Back to our return. After spending two nights on the extremely hard bed I looked for the wife of the owner (the owner had had surgery the day before – which is why we had so much trouble finding help) to request an extra blanket. She lit into me about so much phoning and now, “complain about bed, you cause so much trouble. Your daughter come, no trouble. You come, all trouble.” I was completely taken aback. I explained it was not my phone that fell, only the one used to call them.
I also said all I wanted was a blanket. This went on for 15 minutes! She finally acquiesced nod had a blanket fetched for me. Then I told my daughter. Within 30 minutes we were packed, reimbursed for the remaining nights and on our way to a rather nice place right next door to a small temple and inside the old city. My daughter did not take too kindly to her mother being yelled at. Which was funny because if I had been on my own I would have been far less pleasant!

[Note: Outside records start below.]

use {
    alloy_json_abi::JsonAbi,
    alloy_primitives::Bytes,
    serde::Deserialize,
    std::{
        fs,
        path::{Path, PathBuf},
    },
    thiserror::Error,
};

/// A compiled contract as emitted by the Solidity build step.
///
/// The build step writes one JSON file per contract containing at least the
/// contract name, the ABI and the creation bytecode. Additional fields
/// (deployed bytecode, link references, format markers) are ignored.
#[derive(Clone, Debug, Deserialize)]
#[serde(rename_all = "camelCase")]
pub struct Artifact {
    pub contract_name: String,
    #[serde(default)]
    pub source_name: String,
    pub abi: JsonAbi,
    pub bytecode: Bytes,
}

#[derive(Debug, Error)]
pub enum Error {
    #[error("no compiled artifact for contract {0:?}")]
    NotFound(String),
    #[error("failed to read artifact {path:?}")]
    Io {
        path: PathBuf,
        #[source]
        source: std::io::Error,
    },
    #[error("malformed artifact {path:?}")]
    Json {
        path: PathBuf,
        #[source]
        source: serde_json::Error,
    },
}

/// Handle to a directory of compiled contract artifacts.
pub struct Store {
    root: PathBuf,
}

impl Store {
    pub fn new(root: impl Into<PathBuf>) -> Self {
        Self { root: root.into() }
    }

    /// Resolves the compiled artifact for the contract with the given name.
    ///
    /// The build step nests artifacts as `<root>/<Source>.sol/<Name>.json` so
    /// the whole directory is searched for files named `<name>.json`. A file
    /// whose `contractName` field does not match is skipped.
    pub fn resolve(&self, name: &str) -> Result<Artifact, Error> {
        let file_name = format!("{name}.json");
        resolve_in(&self.root, &file_name, name)?.ok_or_else(|| Error::NotFound(name.to_string()))
    }
}

fn resolve_in(dir: &Path, file_name: &str, name: &str) -> Result<Option<Artifact>, Error> {
    // An unreadable (usually nonexistent) directory holds no artifacts.
    let Ok(entries) = fs::read_dir(dir) else {
        return Ok(None);
    };
    for entry in entries.flatten() {
        let path = entry.path();
        if path.is_dir() {
            if let Some(artifact) = resolve_in(&path, file_name, name)? {
                return Ok(Some(artifact));
            }
        } else if path.file_name().is_some_and(|file| file == file_name) {
            if let Some(artifact) = parse_if_named(&path, name)? {
                return Ok(Some(artifact));
            }
        }
    }
    Ok(None)
}

fn parse_if_named(path: &Path, name: &str) -> Result<Option<Artifact>, Error> {
    let contents = fs::read(path).map_err(|source| Error::Io {
        path: path.to_path_buf(),
        source,
    })?;
    let artifact: Artifact = serde_json::from_slice(&contents).map_err(|source| Error::Json {
        path: path.to_path_buf(),
        source,
    })?;
    Ok((artifact.contract_name == name).then_some(artifact))
}

#[cfg(test)]
mod tests {
    use super::*;

    const PEER_GOVERNOR: &str = r#"{
        "_format": "hh-sol-artifact-1",
        "contractName": "PeerGovernor",
        "sourceName": "contracts/PeerGovernor.sol",
        "abi": [
            { "inputs": [], "stateMutability": "nonpayable", "type": "constructor" },
            {
                "inputs": [],
                "name": "proposalCount",
                "outputs": [{ "internalType": "uint256", "name": "", "type": "uint256" }],
                "stateMutability": "view",
                "type": "function"
            }
        ],
        "bytecode": "0x6080604052348015600f57600080fd5b50603f80601d6000396000f3fe",
        "deployedBytecode": "0x6080604052600080fd",
        "linkReferences": {},
        "deployedLinkReferences": {}
    }"#;

    #[test]
    fn parses_artifact() {
        let artifact: Artifact = serde_json::from_str(PEER_GOVERNOR).unwrap();
        assert_eq!(artifact.contract_name, "PeerGovernor");
        assert_eq!(artifact.source_name, "contracts/PeerGovernor.sol");
        assert_eq!(artifact.bytecode.first(), Some(&0x60));
        assert!(artifact.abi.constructor.is_some());
    }

    #[test]
    fn resolves_nested_artifact() {
        let dir = tempfile::tempdir().unwrap();
        let nested = dir.path().join("contracts").join("PeerGovernor.sol");
        fs::create_dir_all(&nested).unwrap();
        fs::write(nested.join("PeerGovernor.json"), PEER_GOVERNOR).unwrap();

        let store = Store::new(dir.path());
        let artifact = store.resolve("PeerGovernor").unwrap();
        assert_eq!(artifact.contract_name, "PeerGovernor");
    }

    #[test]
    fn resolves_flat_artifact() {
        let dir = tempfile::tempdir().unwrap();
        fs::write(dir.path().join("PeerGovernor.json"), PEER_GOVERNOR).unwrap();

        let store = Store::new(dir.path());
        assert!(store.resolve("PeerGovernor").is_ok());
    }

    #[test]
    fn missing_artifact() {
        let dir = tempfile::tempdir().unwrap();
        let store = Store::new(dir.path());
        assert!(matches!(
            store.resolve("PeerGovernor"),
            Err(Error::NotFound(name)) if name == "PeerGovernor"
        ));
    }

    #[test]
    fn missing_directory_is_not_found() {
        let store = Store::new("/nonexistent/artifacts");
        assert!(matches!(
            store.resolve("PeerGovernor"),
            Err(Error::NotFound(_))
        ));
    }

    #[test]
    fn mismatched_contract_name_is_skipped() {
        let dir = tempfile::tempdir().unwrap();
        let renamed = PEER_GOVERNOR.replace("\"PeerGovernor\"", "\"SomethingElse\"");
        fs::write(dir.path().join("PeerGovernor.json"), renamed).unwrap();

        let store = Store::new(dir.path());
        assert!(matches!(
            store.resolve("PeerGovernor"),
            Err(Error::NotFound(_))
        ));
    }

    #[test]
    fn malformed_artifact() {
        let dir = tempfile::tempdir().unwrap();
        fs::write(dir.path().join("PeerGovernor.json"), "not json").unwrap();

        let store = Store::new(dir.path());
        assert!(matches!(
            store.resolve("PeerGovernor"),
            Err(Error::Json { .. })
        ));
    }
}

Ensconced in a room with a view of a temple right below is soothing. We headed for dinner at the night market. At Rebel Bites, operated by an American and his wife who is from Thailand, we heard the sad news that the King of Thailand had died. After that it was rather surreal when we already knew but many of the Thais were still unaware or just hearing about it. There were spots of laughter, merriment and normal night life along with a slight sombreness in some pockets of the streets as we headed back.
We did eat, I had a pulled pork sandwich, because where else in Thailand might I find one? Then I tried a roti, heaven wrapped up in a thin, thin pancake. Back to our room for the night. Other than Kunming, which was alright, i think it was the first time in a relatively comfortable bed since leaving home.